La manifestazione si è conclusa infine domenica sera con la consegna dei Serial Awards, premi ideati da FeST, interamente dedicati alle serie Tv italiane.

La serie TV “Skam 4” (Netflix) vince il premio per la miglior citazione; “Anna” di Niccolò Ammaniti (Sky) vince il premio Look and Feel. Il premio per la soundtrack va a “Summertime 2” (Netflix).

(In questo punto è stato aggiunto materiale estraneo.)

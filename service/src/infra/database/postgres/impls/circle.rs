//! [`Circle`]-related [`Database`] implementations.

use common::operations::{By, Insert, Select};
use tokio_postgres::Row;
use tracerr::Traced;

use crate::{
    domain::{circle, Circle},
    infra::{
        database::{self, postgres::Connection, Postgres},
        Database,
    },
};

/// Reads a [`Circle`] from the provided [`Row`].
fn from_row(row: &Row) -> Circle {
    Circle {
        id: row.get("id"),
        name: row.get("name"),
        day: row.get("day"),
        wing: row.get("wing"),
        place: row.get("place"),
        deleted: row.get("deleted"),
    }
}

impl<C> Database<Select<By<Vec<Circle>, ()>>> for Postgres<C>
where
    C: Connection,
{
    type Ok = Vec<Circle>;
    type Err = Traced<database::Error>;

    async fn execute(
        &self,
        _: Select<By<Vec<Circle>, ()>>,
    ) -> Result<Self::Ok, Self::Err> {
        const SQL: &str = "\
            SELECT id, name, day, wing, place, deleted \
            FROM circles \
            ORDER BY position";
        Ok(self
            .query(SQL, &[])
            .await
            .map_err(tracerr::wrap!())?
            .iter()
            .map(from_row)
            .collect())
    }
}

impl<C> Database<Select<By<Option<Circle>, circle::Id>>> for Postgres<C>
where
    C: Connection,
{
    type Ok = Option<Circle>;
    type Err = Traced<database::Error>;

    async fn execute(
        &self,
        Select(by): Select<By<Option<Circle>, circle::Id>>,
    ) -> Result<Self::Ok, Self::Err> {
        // Avoid subtle change for SQL.
        let id: circle::Id = by.into_inner();

        const SQL: &str = "\
            SELECT id, name, day, wing, place, deleted \
            FROM circles \
            WHERE id = $1::UUID";
        Ok(self
            .query_opt(SQL, &[&id])
            .await
            .map_err(tracerr::wrap!())?
            .as_ref()
            .map(from_row))
    }
}

impl<C> Database<Insert<Circle>> for Postgres<C>
where
    C: Connection,
{
    type Ok = ();
    type Err = Traced<database::Error>;

    async fn execute(
        &self,
        Insert(circle): Insert<Circle>,
    ) -> Result<Self::Ok, Self::Err> {
        let Circle {
            id,
            name,
            day,
            wing,
            place,
            deleted,
        } = circle;

        const SQL: &str = "\
            INSERT INTO circles (id, name, day, wing, place, deleted) \
            VALUES (\
                $1::UUID, $2::VARCHAR, \
                $3::INT2, $4::INT2, $5::VARCHAR, \
                $6::BOOLEAN\
            ) \
            ON CONFLICT (id) DO UPDATE \
            SET name = EXCLUDED.name, \
                day = EXCLUDED.day, \
                wing = EXCLUDED.wing, \
                place = EXCLUDED.place, \
                deleted = EXCLUDED.deleted";
        self.exec(SQL, &[&id, &name, &day, &wing, &place, &deleted])
            .await
            .map_err(tracerr::wrap!())
            .map(drop)
    }
}
//! [`Query`]s reading the market state without modifying it.

pub mod circle;
pub mod circles;
pub mod item;
pub mod report;
pub mod user;
pub mod users;

use common::operations::{By, Select};
use tracerr::Traced;

use crate::{
    infra::{database, Database},
    Service,
};

/// Read-only operation of the [`Service`].
pub use common::Handler as Query;

/// [`Query`] looking up a `W` by a `B` key as is stored in the [`Database`].
///
/// Most of the views are such plain lookups, so they're defined as aliases
/// of this type, like [`circle::ById`].
#[derive(Clone, Copy, Debug)]
pub struct Lookup<T>(T);

impl<W, B> Lookup<By<W, B>> {
    /// Creates a new [`Lookup`] of a `W` by the provided key.
    #[must_use]
    pub fn by(key: B) -> Self {
        Self(By::new(key))
    }
}

impl<Db, W, B> Query<Lookup<By<W, B>>> for Service<Db>
where
    Db: Database<Select<By<W, B>>, Ok = W, Err = Traced<database::Error>>,
{
    type Ok = W;
    type Err = Traced<database::Error>;

    async fn execute(
        &self,
        Lookup(key): Lookup<By<W, B>>,
    ) -> Result<W, Self::Err> {
        let found = self.database().execute(Select(key)).await;
        found.map_err(tracerr::wrap!())
    }
}
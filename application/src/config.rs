//! [`Config`] of the application.

use std::str::FromStr;

use config::{builder::DefaultState, ConfigBuilder, ConfigError};
use derive_more::Into;
use secrecy::{ExposeSecret as _, SecretString};
use serde::Deserialize;
use service::infra::postgres;
use smart_default::SmartDefault;

/// Application configuration.
///
/// Every missing value falls back to its default one.
#[derive(Clone, Debug, Default, Deserialize)]
#[serde(default)]
pub struct Config {
    /// HTTP server configuration.
    pub server: Server,

    /// [`service::Service`] configuration.
    pub service: Service,

    /// Postgres configuration.
    pub postgres: Postgres,

    /// Log configuration.
    pub log: Log,
}

impl Config {
    /// Loads the [`Config`] from the TOML file at the provided `path`, if it
    /// exists, overridden by the `CONF.`-prefixed environment variables,
    /// like `CONF.SERVER.PORT`.
    ///
    /// # Errors
    ///
    /// If any of the sources is malformed or provides an invalid value.
    pub fn new(path: impl AsRef<str>) -> Result<Self, ConfigError> {
        ConfigBuilder::<DefaultState>::default()
            .add_source(config::File::with_name(path.as_ref()).required(false))
            .add_source(config::Environment::with_prefix("CONF").separator("."))
            .build()?
            .try_deserialize()
    }
}

/// HTTP server configuration.
#[derive(Clone, Debug, Deserialize, SmartDefault)]
#[serde(default)]
pub struct Server {
    /// Host to listen on.
    #[default("0.0.0.0".to_owned())]
    pub host: String,

    /// Port to listen on.
    #[default(8080)]
    pub port: u16,

    /// [CORS] configuration.
    ///
    /// [CORS]: https://developer.mozilla.org/en-US/docs/Web/HTTP/CORS
    pub cors: Cors,
}

/// [CORS] configuration.
///
/// [CORS]: https://developer.mozilla.org/en-US/docs/Web/HTTP/CORS
#[derive(Clone, Debug, Deserialize, SmartDefault)]
#[serde(default)]
pub struct Cors {
    /// Origins the GraphQL API may be requested from. `*` allows any.
    #[default(vec!["*".to_owned()])]
    pub origins: Vec<String>,
}

/// [`service::Service`] configuration.
#[derive(Clone, Debug, Deserialize, SmartDefault)]
#[serde(default)]
pub struct Service {
    /// Secret shared with the authentication provider signing the [JWT]s of
    /// the delegated purchase planners.
    ///
    /// [JWT]: https://datatracker.ietf.org/doc/html/rfc7519
    #[default(SecretString::from("secret"))]
    pub jwt_secret: SecretString,
}

impl From<Service> for service::Config {
    fn from(conf: Service) -> Self {
        Self {
            jwt_decoding_key: jsonwebtoken::DecodingKey::from_secret(
                conf.jwt_secret.expose_secret().as_bytes(),
            ),
        }
    }
}

/// Postgres configuration.
#[derive(Clone, Debug, Deserialize, SmartDefault)]
#[serde(default)]
pub struct Postgres {
    /// Host of the database server.
    #[default("127.0.0.1".to_owned())]
    pub host: String,

    /// Port of the database server.
    #[default(5432)]
    pub port: u16,

    /// Name of the database storing the circles, items and users.
    #[default("postgres".to_owned())]
    pub dbname: String,

    /// User to authenticate as.
    #[default("postgres".to_owned())]
    pub user: String,

    /// Password to authenticate with.
    #[default(SecretString::from("postgres"))]
    pub password: SecretString,

    /// Maximum number of simultaneously open connections.
    #[default(16)]
    pub max_connections: usize,
}

impl From<Postgres> for postgres::Config {
    fn from(conf: Postgres) -> Self {
        Self {
            host: Some(conf.host),
            port: Some(conf.port),
            dbname: Some(conf.dbname),
            user: Some(conf.user),
            password: Some(conf.password.expose_secret().to_owned()),
            pool: Some(postgres::PoolConfig::new(conf.max_connections)),
            ..Self::default()
        }
    }
}

/// Log configuration.
#[derive(Clone, Copy, Debug, Default, Deserialize)]
#[serde(default)]
pub struct Log {
    /// Most verbose level of the written log records.
    pub level: LogLevel,
}

/// Level of log records, like `INFO` or `debug`.
#[derive(Clone, Copy, Debug, Deserialize, Eq, Into, PartialEq)]
#[serde(try_from = "String")]
pub struct LogLevel(tracing::Level);

impl Default for LogLevel {
    fn default() -> Self {
        Self(tracing::Level::INFO)
    }
}

impl TryFrom<String> for LogLevel {
    type Error = <tracing::Level as FromStr>::Err;

    fn try_from(level: String) -> Result<Self, Self::Error> {
        level.parse().map(Self)
    }
}
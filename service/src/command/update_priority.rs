//! [`Command`] for updating the [`Priority`] of a [`PurchaseRequest`].

use common::operations::{
    By, Commit, Lock, Select, Transact, Transacted, Update,
};
use derive_more::{Display, Error, From};
use tracerr::Traced;

#[cfg(doc)]
use crate::domain::{item::PurchaseRequest, User};
use crate::{
    domain::{
        item::{self, Priority},
        user, Item,
    },
    infra::{database, Database},
    Service,
};

use super::Command;

/// [`Command`] for updating the [`Priority`] of a [`PurchaseRequest`].
#[derive(Clone, Copy, Debug, From)]
pub struct UpdatePriority {
    /// ID of the requested [`Item`].
    pub item_id: item::Id,

    /// ID of the requesting [`User`].
    pub user_id: user::Id,

    /// New [`Priority`] of the [`PurchaseRequest`].
    pub priority: Priority,
}

impl<Db> Command<UpdatePriority> for Service<Db>
where
    Db: Database<Transact, Err = Traced<database::Error>>,
    Transacted<Db>: Database<
            Select<By<Option<Item>, item::Id>>,
            Ok = Option<Item>,
            Err = Traced<database::Error>,
        > + Database<
            Lock<By<Item, item::Id>>,
            Ok = (),
            Err = Traced<database::Error>,
        > + Database<Update<Item>, Ok = (), Err = Traced<database::Error>>
        + Database<Commit, Ok = (), Err = Traced<database::Error>>,
{
    type Ok = Item;
    type Err = Traced<ExecutionError>;

    async fn execute(
        &self,
        cmd: UpdatePriority,
    ) -> Result<Self::Ok, Self::Err> {
        use ExecutionError as E;

        let UpdatePriority {
            item_id,
            user_id,
            priority,
        } = cmd;

        let tx = self
            .database()
            .execute(Transact)
            .await
            .map_err(tracerr::map_from_and_wrap!(=> E))?;

        // Avoid concurrent actions upon the same `Item`.
        tx.execute(Lock(By::new(item_id)))
            .await
            .map_err(tracerr::map_from_and_wrap!(=> E))
            .map(drop)?;

        let item = tx
            .execute(Select(By::<Option<Item>, _>::new(item_id)))
            .await
            .map_err(tracerr::map_from_and_wrap!(=> E))?
            .ok_or(E::ItemNotExists(item_id))
            .map_err(tracerr::wrap!())?;

        let item = item
            .with_priority(user_id, priority)
            .ok_or(E::BuyerNotExists { item_id, user_id })
            .map_err(tracerr::wrap!())?;
        tx.execute(Update(item.clone()))
            .await
            .map_err(tracerr::map_from_and_wrap!(=> E))?;

        tx.execute(Commit)
            .await
            .map_err(tracerr::map_from_and_wrap!(=> E))?;

        Ok(item)
    }
}

/// Error of [`UpdatePriority`] [`Command`] execution.
#[derive(Debug, Display, Error, From)]
pub enum ExecutionError {
    /// [`Database`] error.
    #[display("`Database` operation failed: {_0}")]
    Db(database::Error),

    /// [`Item`] doesn't exist.
    #[display("`Item(id: {_0})` does not exist")]
    #[from(ignore)]
    ItemNotExists(#[error(not(source))] item::Id),

    /// [`User`] has no [`PurchaseRequest`] for the [`Item`].
    #[display("`User(id: {user_id})` doesn't request `Item(id: {item_id})`")]
    #[from(ignore)]
    BuyerNotExists {
        /// ID of the [`Item`].
        item_id: item::Id,

        /// ID of the [`User`].
        user_id: user::Id,
    },
}

#[cfg(test)]
mod spec {
    use crate::{
        domain::{
            circle,
            item::{self, Priority},
        },
        fixture, query, Command as _, Query as _,
    };

    use super::{ExecutionError, UpdatePriority};

    #[tokio::test]
    async fn updates_priority_of_request() {
        let (me, other) = (fixture::user("me"), fixture::user("other"));
        let item = fixture::item(
            circle::Id::new(),
            "100",
            &[(me.id, 1, 5), (other.id, 1, 3)],
        );
        let svc = fixture::service(vec![], vec![item.clone()], vec![]).await;

        let updated = svc
            .execute(UpdatePriority {
                item_id: item.id,
                user_id: me.id,
                priority: Priority::from(1),
            })
            .await
            .unwrap();

        assert_eq!(
            updated.request_of(me.id).map(|r| r.priority),
            Some(Priority::from(1)),
        );
        assert_eq!(
            updated.request_of(other.id).map(|r| r.priority),
            Some(Priority::from(3)),
        );
        let stored =
            svc.execute(query::item::ById::by(item.id)).await.unwrap();
        assert_eq!(stored, Some(updated));
    }

    #[tokio::test]
    async fn fails_on_absent_request() {
        let me = fixture::user("me");
        let item = fixture::item(circle::Id::new(), "100", &[]);
        let svc = fixture::service(vec![], vec![item.clone()], vec![]).await;

        let err = svc
            .execute(UpdatePriority {
                item_id: item.id,
                user_id: me.id,
                priority: Priority::from(1),
            })
            .await
            .unwrap_err();
        assert!(matches!(
            err.as_ref(),
            ExecutionError::BuyerNotExists { user_id, .. } if *user_id == me.id,
        ));

        let err = svc
            .execute(UpdatePriority {
                item_id: item::Id::new(),
                user_id: me.id,
                priority: Priority::from(1),
            })
            .await
            .unwrap_err();
        assert!(matches!(err.as_ref(), ExecutionError::ItemNotExists(_)));
    }
}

Giacomo Ferrara (Spadino in Suburra, Netflix) si aggiudica il premio “Cattiveria ma ha fatto anche cose buone”, mentre il premio per “la casa più bella”, spetta a quella di Montalbano de “Il commissario Montalbano” (Rai).

Premio Best Kiss per il bacio fra Fraser e Harper in “We Are Who We Are” (Sky) e per Greta Scarano il premio di miglior attrice non protagonista per l’interpretazione di Ilary Blasi in “Speravo de morì prima” (sky).

Premio serie unscripted dell’anno per “SanPa, luci e tenebre di San Patrignano” (Netflix) mentre per la serie scripted dell’anno il premio se lo aggiudica “L’amica geniale 2” (Rai).

Infine, la miniserie Anna si aggiudica anche il premio Rising star” con l’attrice Giulia Dragotto e il premio “Crafting Worlds” che chiude questa edizione del Festival.

Non resta altro da fare che iniziare già ad aspettare l’edizione 2022.